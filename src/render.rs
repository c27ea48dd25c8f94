//! Rendering boundary
//!
//! The session core describes each screen as a plain payload; front ends
//! implement [`Renderer`] to paint them. Nothing here is read back by the core.

use std::time::Duration;

use crate::content::{Question, Slide};
use crate::session::{OptionMark, QuizResults, ReviewEntry};
use crate::{Result, ANSWER_COUNT};

/// What the welcome screen shows
#[derive(Debug, Clone, Copy, PartialEq, Eq)]
pub struct WelcomeView {
    pub slide_count: usize,
    pub question_count: usize,
}

/// What the presentation screen shows
#[derive(Debug, Clone, PartialEq, Eq)]
pub struct SlideView<'a> {
    /// The whole deck; only `current_index` is visible at a time
    pub slides: &'a [Slide],
    pub current_index: usize,
    /// 1-based number of the visible slide
    pub current_number: usize,
    pub total: usize,
    pub previous_enabled: bool,
    pub next_visible: bool,
    pub begin_quiz_visible: bool,
}

impl<'a> SlideView<'a> {
    pub fn current_slide(&self) -> Option<&'a Slide> {
        self.slides.get(self.current_index)
    }
}

/// One answer option as displayed
#[derive(Debug, Clone, Copy, PartialEq, Eq)]
pub struct OptionView<'a> {
    pub text: &'a str,
    pub mark: OptionMark,
    pub enabled: bool,
}

/// Correctness indicator and explanation shown after an answer
#[derive(Debug, Clone, Copy, PartialEq, Eq)]
pub struct Feedback<'a> {
    pub correct: bool,
    pub explanation: &'a str,
}

impl Feedback<'_> {
    pub fn headline(&self) -> &'static str {
        if self.correct {
            "✓ Correct!"
        } else {
            "✗ Not quite..."
        }
    }
}

/// What the quiz screen shows
#[derive(Debug, Clone, PartialEq)]
pub struct QuestionView<'a> {
    pub question: &'a Question,
    /// 1-based number of the question on screen
    pub number: usize,
    pub total: usize,
    /// Fraction of the quiz reached, `number / total`
    pub progress: f64,
    pub options: [OptionView<'a>; ANSWER_COUNT],
    pub feedback: Option<Feedback<'a>>,
    pub score: usize,
}

impl QuestionView<'_> {
    /// Options are locked once the question has been answered
    pub fn is_answered(&self) -> bool {
        self.feedback.is_some()
    }
}

/// What the results screen shows
#[derive(Debug, Clone, Copy, PartialEq, Eq)]
pub struct ResultsView {
    pub results: QuizResults,
    /// Time taken by the attempt, when the front end tracked it
    pub elapsed: Option<Duration>,
}

/// What the review screen shows
#[derive(Debug, Clone, PartialEq, Eq)]
pub struct ReviewView<'a> {
    pub entries: Vec<ReviewEntry<'a>>,
    pub results: QuizResults,
}

/// The single active screen and its payload
#[derive(Debug, Clone, PartialEq)]
pub enum ScreenView<'a> {
    Welcome(WelcomeView),
    Presentation(SlideView<'a>),
    Quiz(QuestionView<'a>),
    Results(ResultsView),
    Review(ReviewView<'a>),
}

impl ScreenView<'_> {
    /// Attach the attempt duration to a results payload
    pub fn with_elapsed(mut self, elapsed: Option<Duration>) -> Self {
        if let ScreenView::Results(view) = &mut self {
            view.elapsed = elapsed;
        }
        self
    }
}

/// Paints screen payloads for one UI technology
pub trait Renderer {
    fn render_welcome(&mut self, view: &WelcomeView) -> Result<()>;
    fn render_slide(&mut self, view: &SlideView<'_>) -> Result<()>;
    fn render_question(&mut self, view: &QuestionView<'_>) -> Result<()>;
    fn render_results(&mut self, view: &ResultsView) -> Result<()>;
    fn render_review(&mut self, view: &ReviewView<'_>) -> Result<()>;

    fn render(&mut self, view: &ScreenView<'_>) -> Result<()> {
        match view {
            ScreenView::Welcome(v) => self.render_welcome(v),
            ScreenView::Presentation(v) => self.render_slide(v),
            ScreenView::Quiz(v) => self.render_question(v),
            ScreenView::Results(v) => self.render_results(v),
            ScreenView::Review(v) => self.render_review(v),
        }
    }
}
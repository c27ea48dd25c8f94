//! Display formatting for scores, progress and durations

use std::time::Duration;

/// Format a whole percentage
///
/// # Examples
/// ```
/// use pybrix_trainer::util::format::format_percentage;
///
/// assert_eq!(format_percentage(87), "87%");
/// ```
pub fn format_percentage(percentage: u32) -> String {
    format!("{}%", percentage)
}

/// Format a score as "score / total"
pub fn format_score(score: usize, total: usize) -> String {
    format!("{} / {}", score, total)
}

/// Progress line shown above each question
///
/// # Examples
/// ```
/// use pybrix_trainer::util::format::progress_label;
///
/// assert_eq!(progress_label(3, 23), "Question 3 of 23");
/// ```
pub fn progress_label(number: usize, total: usize) -> String {
    format!("Question {} of {}", number, total)
}

/// Human-readable duration truncated to whole seconds
///
/// # Examples
/// ```
/// use std::time::Duration;
/// use pybrix_trainer::util::format::format_elapsed;
///
/// assert_eq!(format_elapsed(Duration::from_millis(192_400)), "3m 12s");
/// ```
pub fn format_elapsed(elapsed: Duration) -> String {
    let whole = Duration::from_secs(elapsed.as_secs());
    if whole.is_zero() {
        return "under a second".to_string();
    }
    humantime::format_duration(whole).to_string()
}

*Task description*
Produce the lines from the top of the listing through the "Fraction of the" line exactly as they appear, with no additional output.

*Exercise output*
filename src/render.rs
repository c27ea48dd25c8f94
//! Rendering boundary
//!
//! The session core describes each screen as a plain payload; front ends
//! implement [`Renderer`] to paint them. Nothing here is read back by the core.

use std::time::Duration;

use crate::content::{Question, Slide};
use crate::session::{OptionMark, QuizResults, ReviewEntry};
use crate::{Result, ANSWER_COUNT};

/// What the welcome screen shows
#[derive(Debug, Clone, Copy, PartialEq, Eq)]
pub struct WelcomeView {
    pub slide_count: usize,
    pub question_count: usize,
}

/// What the presentation screen shows
#[derive(Debug, Clone, PartialEq, Eq)]
pub struct SlideView<'a> {
    /// The whole deck; only `current_index` is visible at a time
    pub slides: &'a [Slide],
    pub current_index: usize,
    /// 1-based number of the visible slide
    pub current_number: usize,
    pub total: usize,
    pub previous_enabled: bool,
    pub next_visible: bool,
    pub begin_quiz_visible: bool,
}

impl<'a> SlideView<'a> {
    pub fn current_slide(&self) -> Option<&'a Slide> {
        self.slides.get(self.current_index)
    }
}

/// One answer option as displayed
#[derive(Debug, Clone, Copy, PartialEq, Eq)]
pub struct OptionView<'a> {
    pub text: &'a str,
    pub mark: OptionMark,
    pub enabled: bool,
}

/// Correctness indicator and explanation shown after an answer
#[derive(Debug, Clone, Copy, PartialEq, Eq)]
pub struct Feedback<'a> {
    pub correct: bool,
    pub explanation: &'a str,
}

impl Feedback<'_> {
    pub fn headline(&self) -> &'static str {
        if self.correct {
            "✓ Correct!"
        } else {
            "✗ Not quite..."
        }
    }
}

/// What the quiz screen shows
#[derive(Debug, Clone, PartialEq)]
pub struct QuestionView<'a> {
    pub question: &'a Question,
    /// 1-based number of the question on screen
    pub number: usize,
    pub total: usize,
    /// Fraction of the quiz reached, `number / total`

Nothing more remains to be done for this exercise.